Benton Hall is an academic building located on the campus of Miami University in Oxford, Ohio. Designed for the university's psychology department, it now houses departments of the College of Engineering and Computing. It was built in 1968 in the Georgian Revival style.

==Design and construction==

The new Benton Hall on the northeast corner of High Street and Tallawanda Avenue was to provide facilities for the Department of Psychology. It includes 2 lecture halls, 3 classrooms, 5 instructional laboratories, a library, 114 other teaching and research facilities, 19 supporting rooms and shops, and 33 offices. Benton Hall now houses the central office of the College of Engineering and Computing. The College of Engineering and Computing, formerly the School of Engineering and Applied Science, was created in 1959 to provide professionally oriented programs within Miami's liberal arts tradition.

==Guy Potter Benton==

Benton Hall is named for Guy Potter Benton, president of Miami University from 1902 to 1911. One of the Miami's greatest presidents, the 11th president Guy Potter Benton was born in Kenton Ohio on May 26, 1856. Before coming to Miami in 1902, Benton served as superintendent of schools in Fort Scott, Kansas, professor of history and sociology at Baker University, and president of Upper Iowa University. As Miami University’s president, Benton presided over the beginning of Miami's evolution from a small rural institution into a thriving modern university. The year Benton became president there were but five buildings on the campus and the total student enrollment was 124. When he resigned nine years later, the student enrollment had increased to more than 1,200. Many of the new students were women enrolled at the Normal School which opened during Benton's tenure.

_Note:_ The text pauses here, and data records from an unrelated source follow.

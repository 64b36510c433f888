//! # Deck memory collaborator interface
//!
//! Expansion decks carry their own microcontrollers and expose a firmware
//! upgrade path through the deck-memory subsystem of the application
//! firmware. The upgrade session consumes that subsystem through the
//! [`AppClient`] trait; the concrete client lives in the application-protocol
//! crate, this crate only drives it during the warm-boot excursion.

use std::collections::BTreeMap;
use std::time::Duration;

use crate::error::{Error, Result};

/// How often a not-yet-started deck is re-queried
pub(crate) const DECK_STARTED_POLL_INTERVAL: Duration = Duration::from_millis(100);
/// How many polls before a not-yet-started deck is given up on
pub(crate) const DECK_STARTED_POLL_BUDGET: usize = 50;

/// State of one deck as reported by the deck-memory query
#[derive(Debug, Clone)]
pub struct DeckRecord {
    /// Index of the deck in the deck-memory enumeration
    pub index: u8,
    /// Product name of the deck, e.g. "bcLighthouse4"
    pub name: String,
    /// Whether the deck has finished starting up
    pub is_started: bool,
    /// Whether the deck supports firmware upgrades at all
    pub supports_fw_upgrade: bool,
    /// Whether the deck firmware differs from the one it requires
    pub is_fw_upgrade_required: bool,
    /// Whether the deck is currently running its bootloader
    pub is_bootloader_active: bool,
}

/// Application-mode client consumed by the deck pipeline
///
/// Implementations bind the application-level protocol: connecting a link in
/// firmware mode, enumerating deck memories and writing deck payloads. The
/// session owns the link handoff; a client is only ever connected while the
/// bootloader link is closed.
pub trait AppClient {
    /// Open an application-mode session on the given URI
    fn connect(&mut self, uri: &str) -> impl Future<Output = Result<()>>;

    /// Close the application-mode session
    fn disconnect(&mut self) -> impl Future<Output = ()>;

    /// Enumerate the decks exposing a deck memory
    fn query_decks(&mut self) -> impl Future<Output = Result<BTreeMap<u8, DeckRecord>>>;

    /// Write `data` at `offset` of the deck's upgrade memory
    ///
    /// Returns false when the deck rejected the write.
    fn deck_write(&mut self, index: u8, offset: u32, data: &[u8]) -> impl Future<Output = Result<bool>>;
}

/// Placeholder client for upgrades without an application-mode session
///
/// Satisfies the [`AppClient`] bound of the session API when the embedder has
/// no application-protocol stack, a cold-boot CLI for instance. Connecting it
/// fails, so deck flashing is reported as unavailable instead of silently
/// doing nothing.
pub struct NoAppClient;

impl AppClient for NoAppClient {
    async fn connect(&mut self, _uri: &str) -> Result<()> {
        Err(Error::InvalidOperation(
            "no application-mode client available".to_string(),
        ))
    }

    async fn disconnect(&mut self) {}

    async fn query_decks(&mut self) -> Result<BTreeMap<u8, DeckRecord>> {
        Ok(BTreeMap::new())
    }

    async fn deck_write(&mut self, _index: u8, _offset: u32, _data: &[u8]) -> Result<bool> {
        Err(Error::InvalidOperation(
            "no application-mode client available".to_string(),
        ))
    }
}
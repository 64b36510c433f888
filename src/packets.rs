//! # Packet structures for bootloader communication
//!
//! This module defines the data structures used to parse responses from the
//! Crazyflie bootloader protocol.

use std::fmt::{Debug, Display};

// Info packet structure:
// [0xff, target, 0x10, pageSize, nBuffPage, nFlashPage, flashStart, cpuId, version]
//
// Command: 0x10
// pageSize (2 bytes): Size of flash and buffer pages
// nBuffPage (2 bytes): Number of RAM buffer pages available
// nFlashPage (2 bytes): Total number of flash pages
// flashStart (2 bytes): Start flash page of firmware
// cpuId (12 bytes): Legacy CPU ID (should be ignored)
// version (1 byte): Protocol version, absent on first-generation bootloaders

/// Flash geometry and identity of one microcontroller target
///
/// Populated from the GET_INFO response of the target's bootloader. The
/// geometry drives the flashing engine: images are staged in `buffer_pages`
/// RAM pages of `page_size` bytes and programmed into the page range
/// `[start_page, flash_pages)`.
#[derive(Clone, PartialEq, Eq)]
pub struct TargetInfo {
    /// Target id code (STM32 = 0xFF, NRF51 = 0xFE)
    pub id: u8,
    /// Address byte carried verbatim in upload and program frames
    pub addr: u8,
    /// Size of flash and buffer pages in bytes
    pub page_size: u16,
    /// Number of RAM buffer pages available for staging
    pub buffer_pages: u16,
    /// Total number of flash pages
    pub flash_pages: u16,
    /// First page writable by the engine, lower pages hold the bootloader
    pub start_page: u16,
    /// Protocol version advertised by this target's bootloader
    pub version: u8,
}

impl TargetInfo {
    /// Parse a GET_INFO response payload for the given target id
    ///
    /// `bytes` starts at the command echo byte. Returns `None` if the payload
    /// is too short to carry the geometry. A payload without the trailing
    /// version byte comes from a first-generation bootloader and is reported
    /// as protocol version 0.
    pub fn from_bytes(id: u8, bytes: &[u8]) -> Option<Self> {
        if bytes.len() < 9 {
            return None;
        }
        let version = if bytes.len() >= 22 { bytes[21] } else { 0 };
        Some(TargetInfo {
            id,
            addr: id,
            page_size: u16::from_le_bytes([bytes[1], bytes[2]]),
            buffer_pages: u16::from_le_bytes([bytes[3], bytes[4]]),
            flash_pages: u16::from_le_bytes([bytes[5], bytes[6]]),
            start_page: u16::from_le_bytes([bytes[7], bytes[8]]),
            version,
        })
    }

    /// Number of image bytes that fit in the writable flash range
    pub fn writable_bytes(&self) -> usize {
        (self.flash_pages - self.start_page) as usize * self.page_size as usize
    }
}

impl Debug for TargetInfo {
    fn fmt(&self, f: &mut std::fmt::Formatter) -> std::fmt::Result {
        f.debug_struct("TargetInfo")
            .field("id", &self.id)
            .field("page_size", &self.page_size)
            .field("buffer_pages", &self.buffer_pages)
            .field("flash_pages", &self.flash_pages)
            .field("start_page", &self.start_page)
            .field("version", &self.version)
            .finish()
    }
}

impl Display for TargetInfo {
    fn fmt(&self, f: &mut std::fmt::Formatter) -> std::fmt::Result {
        write!(
            f,
            "pages: {}x{} bytes, buffer: {} pages, firmware start: page {}, version: 0x{:02X}",
            self.flash_pages, self.page_size, self.buffer_pages, self.start_page, self.version
        )
    }
}

/// Response from a flash write operation
///
/// Contains the status of the flash write operation, including whether it
/// completed and any error that occurred.
pub struct FlashWriteResponse {
    /// Non-zero if the operation has completed
    pub done: u8,
    /// Error code (0 = no error)
    pub error: u8,
}

impl FlashWriteResponse {
    /// Parse a WRITE_FLASH response payload starting at the command echo byte
    pub fn from_bytes(bytes: &[u8]) -> Option<Self> {
        if bytes.len() < 3 {
            return None;
        }
        Some(FlashWriteResponse {
            done: bytes[1],
            error: bytes[2],
        })
    }

    /// Get the error status as an enum
    pub fn error(&self) -> DeviceFlashError {
        DeviceFlashError::from(self.error)
    }

    /// Check if the flash operation completed successfully
    pub fn is_success(&self) -> bool {
        self.done != 0 && self.error() == DeviceFlashError::NoError
    }
}

impl Debug for FlashWriteResponse {
    fn fmt(&self, f: &mut std::fmt::Formatter) -> std::fmt::Result {
        f.debug_struct("FlashWriteResponse")
            .field("done", &self.done)
            .field("error", &self.error)
            .finish()
    }
}

/// Response from reading flash memory
///
/// Contains the data read from a specific page and address in flash memory.
#[derive(Debug)]
pub struct FlashReadPacket {
    /// The flash page number that was read
    pub page: u16,
    /// The address offset within the page
    pub address: u16,
    /// The data read from flash memory
    pub data: Vec<u8>,
}

impl FlashReadPacket {
    /// Parse a READ_FLASH response payload starting at the command echo byte
    pub fn from_bytes(bytes: &[u8]) -> Option<Self> {
        if bytes.len() < 5 {
            return None;
        }
        Some(FlashReadPacket {
            page: u16::from_le_bytes([bytes[1], bytes[2]]),
            address: u16::from_le_bytes([bytes[3], bytes[4]]),
            data: bytes[5..].to_vec(),
        })
    }
}

/// Device-side error codes for flash operations
#[derive(Debug, Clone, Copy, PartialEq)]
pub enum DeviceFlashError {
    /// No error occurred
    NoError = 0,
    /// The specified address is outside valid boundaries
    AddressOutOfBounds = 1,
    /// Flash erase operation failed
    FlashEraseFailed = 2,
    /// Flash programming operation failed
    FlashProgrammingFailed = 3,
}

impl From<u8> for DeviceFlashError {
    fn from(value: u8) -> Self {
        match value {
            1 => DeviceFlashError::AddressOutOfBounds,
            2 => DeviceFlashError::FlashEraseFailed,
            3 => DeviceFlashError::FlashProgrammingFailed,
            _ => DeviceFlashError::NoError,
        }
    }
}

impl Display for DeviceFlashError {
    fn fmt(&self, f: &mut std::fmt::Formatter) -> std::fmt::Result {
        match self {
            DeviceFlashError::NoError => write!(f, "No error"),
            DeviceFlashError::AddressOutOfBounds => {
                write!(f, "Addresses are outside of authorized boundaries")
            }
            DeviceFlashError::FlashEraseFailed => write!(f, "Flash erase failed"),
            DeviceFlashError::FlashProgrammingFailed => write!(f, "Flash programming failed"),
        }
    }
}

By 1911, Miami's income had grown to approximately a quarter of a million dollars, and seven modern buildings had been erected in response to a constantly growing University constituency.

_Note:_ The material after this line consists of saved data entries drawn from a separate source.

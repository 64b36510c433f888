use std::path::PathBuf;

use anyhow::{Result, bail};
use cfupgrade::cloader::{self, TARGET_NRF51, TARGET_STM32, is_cf2};
use cfupgrade::{Bootloader, InfoCallback, NoAppClient, RadioLinkFactory, Target};
use clap::{Parser, Subcommand};
use indicatif::{ProgressBar, ProgressStyle};
use tracing_subscriber::EnvFilter;

#[derive(Parser)]
#[command(name = "cfupgrade")]
#[command(about = "Firmware upgrade tool for the Crazyflie 2.x radio bootloader")]
struct Cli {
    /// Bootloader link URI, defaults to the fixed radio bootloader address
    #[arg(long, global = true)]
    uri: Option<String>,
    #[command(subcommand)]
    command: Commands,
}

#[derive(Subcommand)]
enum Commands {
    /// Print protocol version and flash geometry of the connected bootloaders
    Info,
    /// Flash a firmware bundle (.zip) or a raw binary to the device
    Flash {
        /// Bundle or binary file to flash
        file: PathBuf,
        /// Restrict flashing to these targets (platform:target[:kind]),
        /// flash everything the bundle offers when omitted
        #[arg(short, long = "target")]
        targets: Vec<String>,
        /// Warm boot: reboot a running device into its bootloader first
        #[arg(short, long)]
        warm: bool,
    },
    /// Read back flash and compare it against a binary image
    Verify {
        /// Binary image to compare against
        file: PathBuf,
        /// MCU to read from (stm32 or nrf51)
        #[arg(short, long, default_value = "stm32")]
        mcu: String,
    },
    /// Reset a device in bootloader mode back to firmware
    Reset,
}

#[tokio::main]
async fn main() {
    tracing_subscriber::fmt()
        .with_env_filter(EnvFilter::from_default_env())
        .init();

    if let Err(error) = run(Cli::parse()).await {
        eprintln!("Error: {:#}", error);
        let code = error
            .downcast_ref::<cfupgrade::Error>()
            .map(|e| e.exit_code())
            .unwrap_or(1);
        std::process::exit(code);
    }
}

async fn run(cli: Cli) -> Result<()> {
    let mut session = Bootloader::new(RadioLinkFactory, cli.uri);

    match cli.command {
        Commands::Info => {
            connect_cold(&mut session).await?;

            let version = session.protocol_version();
            println!("Connected to bootloader protocol 0x{:02X}", version);
            let stm32 = session.get_target(TARGET_STM32).await?;
            println!("  stm32: {}", stm32);
            if is_cf2(version) {
                let nrf51 = session.get_target(TARGET_NRF51).await?;
                println!("  nrf51: {}", nrf51);
            }
            session.close().await;
        }
        Commands::Flash {
            file,
            targets,
            warm,
        } => {
            let targets = targets
                .iter()
                .map(|t| t.parse())
                .collect::<cfupgrade::Result<Vec<Target>>>()?;

            let progress = ProgressBar::new(100);
            progress.set_style(
                ProgressStyle::default_bar()
                    .template("{spinner:.green} [{wide_bar:.cyan/blue}] {pos:>3}% {msg}")
                    .unwrap()
                    .progress_chars("#>-"),
            );
            let bar = progress.clone();
            session.set_progress_callback(Box::new(move |message, percent| {
                bar.set_position(percent as u64);
                bar.set_message(message.to_string());
            }));

            let info_cb: InfoCallback = Box::new(|version, targets| {
                println!("Connected to bootloader protocol 0x{:02X}", version);
                for info in targets {
                    println!("  {}: {}", cloader::target_name(info.id), info);
                }
            });

            session
                .flash_full::<NoAppClient>(&file, warm, &targets, None, Some(info_cb))
                .await?;
            progress.finish_with_message("Flashing done!");
        }
        Commands::Verify { file, mcu } => {
            let Some(target_id) = cloader::target_id_from_name(&mcu) else {
                bail!("unknown MCU '{}', expected stm32 or nrf51", mcu);
            };
            let image = tokio::fs::read(&file).await?;

            connect_cold(&mut session).await?;
            let geometry = session.get_target(target_id).await?;

            println!(
                "Reading back {} bytes from {}...",
                image.len(),
                cloader::target_name(target_id)
            );
            let readback = read_image(&mut session, &geometry, image.len()).await?;
            session.reset_to_firmware().await?;
            session.close().await;

            match image.iter().zip(&readback).position(|(a, b)| a != b) {
                None if readback.len() == image.len() => println!("Verification passed"),
                Some(offset) => bail!("verification failed at offset {}", offset),
                None => bail!(
                    "device returned only {} of {} bytes",
                    readback.len(),
                    image.len()
                ),
            }
        }
        Commands::Reset => {
            connect_cold(&mut session).await?;
            session.reset_to_firmware().await?;
            session.close().await;
            println!("Device restarted into firmware");
        }
    }

    Ok(())
}

async fn connect_cold(session: &mut Bootloader<RadioLinkFactory>) -> Result<()> {
    println!("Searching for a bootloader...");
    if !session.start_bootloader::<NoAppClient>(false, None).await? {
        bail!("no bootloader found, hold the power button to enter bootloader mode");
    }
    Ok(())
}

// Read back an image-sized region starting at the firmware start page
async fn read_image(
    session: &mut Bootloader<RadioLinkFactory>,
    geometry: &cfupgrade::packets::TargetInfo,
    length: usize,
) -> Result<Vec<u8>> {
    let page_size = geometry.page_size as usize;
    let base = geometry.start_page as usize * page_size;
    let mut image = Vec::with_capacity(length);

    while image.len() < length {
        let address = base + image.len();
        let page = (address / page_size) as u16;
        let offset = (address % page_size) as u16;
        let packet = session.cloader().read_flash(geometry.addr, page, offset).await?;
        if packet.data.is_empty() {
            break;
        }
        let wanted = (length - image.len()).min(packet.data.len());
        image.extend_from_slice(&packet.data[..wanted]);
    }

    Ok(image)
}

President Benton was also largely responsible for the defeat of the Lybarger Bill, one of the greatest threats ever posed to Miami's existence as a university. Introduced in the Ohio Legislature in 1906 and promoted by Ohio State President William Oxley Thompson (a former Miami University president), the Lybarger Bill would have reduced Miami to the status of a teacher's college. Benton actively and successfully lobbied legislators to defeat the Bill.

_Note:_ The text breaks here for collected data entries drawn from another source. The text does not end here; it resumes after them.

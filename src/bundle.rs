//! # Firmware bundle reader
//!
//! A firmware bundle is a ZIP archive with a `manifest.json` member mapping
//! each contained image file to the target it is built for. A path that is
//! not a valid archive is treated as a single raw binary image by the caller.

use std::fmt::Display;
use std::fs::File;
use std::path::Path;
use std::str::FromStr;

use serde::Deserialize;
use zip::ZipArchive;

use crate::error::{Error, Result};

/// Manifest schema version understood by this reader
const MANIFEST_VERSION: u64 = 1;

/// A flashable destination, identified by the full triple
///
/// `platform` is `cf1`, `cf2` or `deck`; `target` is a symbolic name such as
/// "stm32", "nrf51" or a deck product name; `kind` is "fw", the only defined
/// value.
#[derive(Debug, Clone, PartialEq, Eq, Hash)]
pub struct Target {
    /// Platform identifier: "cf1", "cf2" or "deck"
    pub platform: String,
    /// Symbolic target name
    pub target: String,
    /// Image kind, "fw" is the only defined value
    pub kind: String,
}

impl Target {
    /// Build a target descriptor from its parts
    pub fn new(platform: &str, target: &str, kind: &str) -> Self {
        Target {
            platform: platform.to_string(),
            target: target.to_string(),
            kind: kind.to_string(),
        }
    }

    /// The firmware target of the deck with the given product name
    pub fn deck_fw(name: &str) -> Self {
        Target::new("deck", name, "fw")
    }
}

impl Display for Target {
    fn fmt(&self, f: &mut std::fmt::Formatter) -> std::fmt::Result {
        write!(f, "{}:{}:{}", self.platform, self.target, self.kind)
    }
}

impl FromStr for Target {
    type Err = Error;

    // platform:target[:kind], kind defaults to "fw"
    fn from_str(s: &str) -> Result<Self> {
        let mut parts = s.split(':');
        match (parts.next(), parts.next(), parts.next(), parts.next()) {
            (Some(platform), Some(target), kind, None) if !platform.is_empty() && !target.is_empty() => {
                Ok(Target::new(platform, target, kind.unwrap_or("fw")))
            }
            _ => Err(Error::InvalidOperation(format!(
                "malformed target '{}', expected platform:target[:kind]",
                s
            ))),
        }
    }
}

/// Image bytes paired with the target they are built for
///
/// Artifacts are produced by the bundle reader and are immutable after
/// construction.
#[derive(Debug, Clone)]
pub struct FlashArtifact {
    /// Raw image bytes, read verbatim from the bundle
    pub content: Vec<u8>,
    /// Destination of the image
    pub target: Target,
}

#[derive(Deserialize)]
struct Manifest {
    version: u64,
    // serde_json is built with preserve_order so artifacts keep the
    // manifest's declaration order
    files: serde_json::Map<String, serde_json::Value>,
}

#[derive(Deserialize)]
struct ManifestEntry {
    platform: String,
    target: String,
    #[serde(rename = "type")]
    kind: String,
}

/// Read the flash artifacts of a bundle
///
/// Returns one artifact per manifest entry, in the manifest's declaration
/// order. A path that is not a valid ZIP archive yields an empty list, the
/// caller upgrades this into a single raw-binary artifact when exactly one
/// target was requested.
///
/// # Errors
///
/// A valid archive without a `manifest.json`, a manifest that does not parse,
/// a manifest version other than 1, or a listed file missing from the archive
/// are all bundle format errors.
pub fn read_bundle(path: &Path) -> Result<Vec<FlashArtifact>> {
    let file = File::open(path)?;
    let mut archive = match ZipArchive::new(file) {
        Ok(archive) => archive,
        Err(_) => return Ok(Vec::new()),
    };

    let manifest: Manifest = {
        let entry = archive
            .by_name("manifest.json")
            .map_err(|_| Error::MissingManifest(path.to_path_buf()))?;
        serde_json::from_reader(entry)?
    };

    if manifest.version != MANIFEST_VERSION {
        return Err(Error::ManifestVersion(manifest.version));
    }

    let mut artifacts = Vec::with_capacity(manifest.files.len());
    for (file_name, metadata) in manifest.files {
        let entry: ManifestEntry = serde_json::from_value(metadata)?;
        let mut content = Vec::new();
        std::io::Read::read_to_end(&mut archive.by_name(&file_name)?, &mut content)?;
        tracing::debug!(file = %file_name, bytes = content.len(), "bundle artifact");
        artifacts.push(FlashArtifact {
            content,
            target: Target::new(&entry.platform, &entry.target, &entry.kind),
        });
    }

    Ok(artifacts)
}

#[cfg(test)]
mod tests {
    use super::*;
    use std::io::Write;
    use zip::write::SimpleFileOptions;

    fn write_bundle(manifest: &str, files: &[(&str, &[u8])]) -> tempfile::NamedTempFile {
        let file = tempfile::NamedTempFile::new().unwrap();
        let mut writer = zip::ZipWriter::new(file.reopen().unwrap());
        writer
            .start_file("manifest.json", SimpleFileOptions::default())
            .unwrap();
        writer.write_all(manifest.as_bytes()).unwrap();
        for (name, content) in files {
            writer.start_file(*name, SimpleFileOptions::default()).unwrap();
            writer.write_all(content).unwrap();
        }
        writer.finish().unwrap();
        file
    }

    #[test]
    fn bundle_yields_artifacts_in_manifest_order() {
        let manifest = r#"{
            "version": 1,
            "files": {
                "cf2.bin": {"platform": "cf2", "target": "stm32", "type": "fw"},
                "deck.bin": {"platform": "deck", "target": "bcLighthouse4", "type": "fw"}
            }
        }"#;
        let bundle = write_bundle(manifest, &[("deck.bin", b"deck"), ("cf2.bin", b"stm")]);

        let artifacts = read_bundle(bundle.path()).unwrap();
        assert_eq!(artifacts.len(), 2);
        assert_eq!(artifacts[0].target, Target::new("cf2", "stm32", "fw"));
        assert_eq!(artifacts[0].content, b"stm");
        assert_eq!(artifacts[1].target, Target::deck_fw("bcLighthouse4"));
        assert_eq!(artifacts[1].content, b"deck");
    }

    #[test]
    fn wrong_manifest_version_is_rejected() {
        let manifest = r#"{"version": 2, "files": {}}"#;
        let bundle = write_bundle(manifest, &[]);

        let err = read_bundle(bundle.path()).unwrap_err();
        assert!(matches!(err, Error::ManifestVersion(2)));
        assert_eq!(err.exit_code(), 6);
    }

    #[test]
    fn archive_without_manifest_is_rejected() {
        let file = tempfile::NamedTempFile::new().unwrap();
        let mut writer = zip::ZipWriter::new(file.reopen().unwrap());
        writer
            .start_file("firmware.bin", SimpleFileOptions::default())
            .unwrap();
        writer.write_all(b"image").unwrap();
        writer.finish().unwrap();

        let err = read_bundle(file.path()).unwrap_err();
        assert!(matches!(err, Error::MissingManifest(_)));
    }

    #[test]
    fn manifest_listing_a_missing_member_is_rejected() {
        let manifest = r#"{
            "version": 1,
            "files": {"gone.bin": {"platform": "cf2", "target": "stm32", "type": "fw"}}
        }"#;
        let bundle = write_bundle(manifest, &[]);

        let err = read_bundle(bundle.path()).unwrap_err();
        assert_eq!(err.exit_code(), 6);
    }

    #[test]
    fn raw_binary_yields_no_artifacts() {
        let mut file = tempfile::NamedTempFile::new().unwrap();
        file.write_all(b"not a zip at all").unwrap();

        assert!(read_bundle(file.path()).unwrap().is_empty());
    }

    #[test]
    fn target_from_str_round_trips() {
        let target: Target = "deck:bcLighthouse4:fw".parse().unwrap();
        assert_eq!(target, Target::deck_fw("bcLighthouse4"));
        assert_eq!(target.to_string(), "deck:bcLighthouse4:fw");

        let short: Target = "cf2:stm32".parse().unwrap();
        assert_eq!(short, Target::new("cf2", "stm32", "fw"));

        assert!("stm32".parse::<Target>().is_err());
    }
}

Following his departure from Miami, Benton was president of the University of Vermont from 1911 to 1917, and he served with the American Expeditionary Force in Europe from 1917 to 1919. In 1921 Benton became the first president of the University of the Philippines. Ill health forced his retirement three years later and he died in Minneapolis on June 28, 1927. In accordance with his wishes, Guy Porter Benton was buried in the Oxford Cemetery.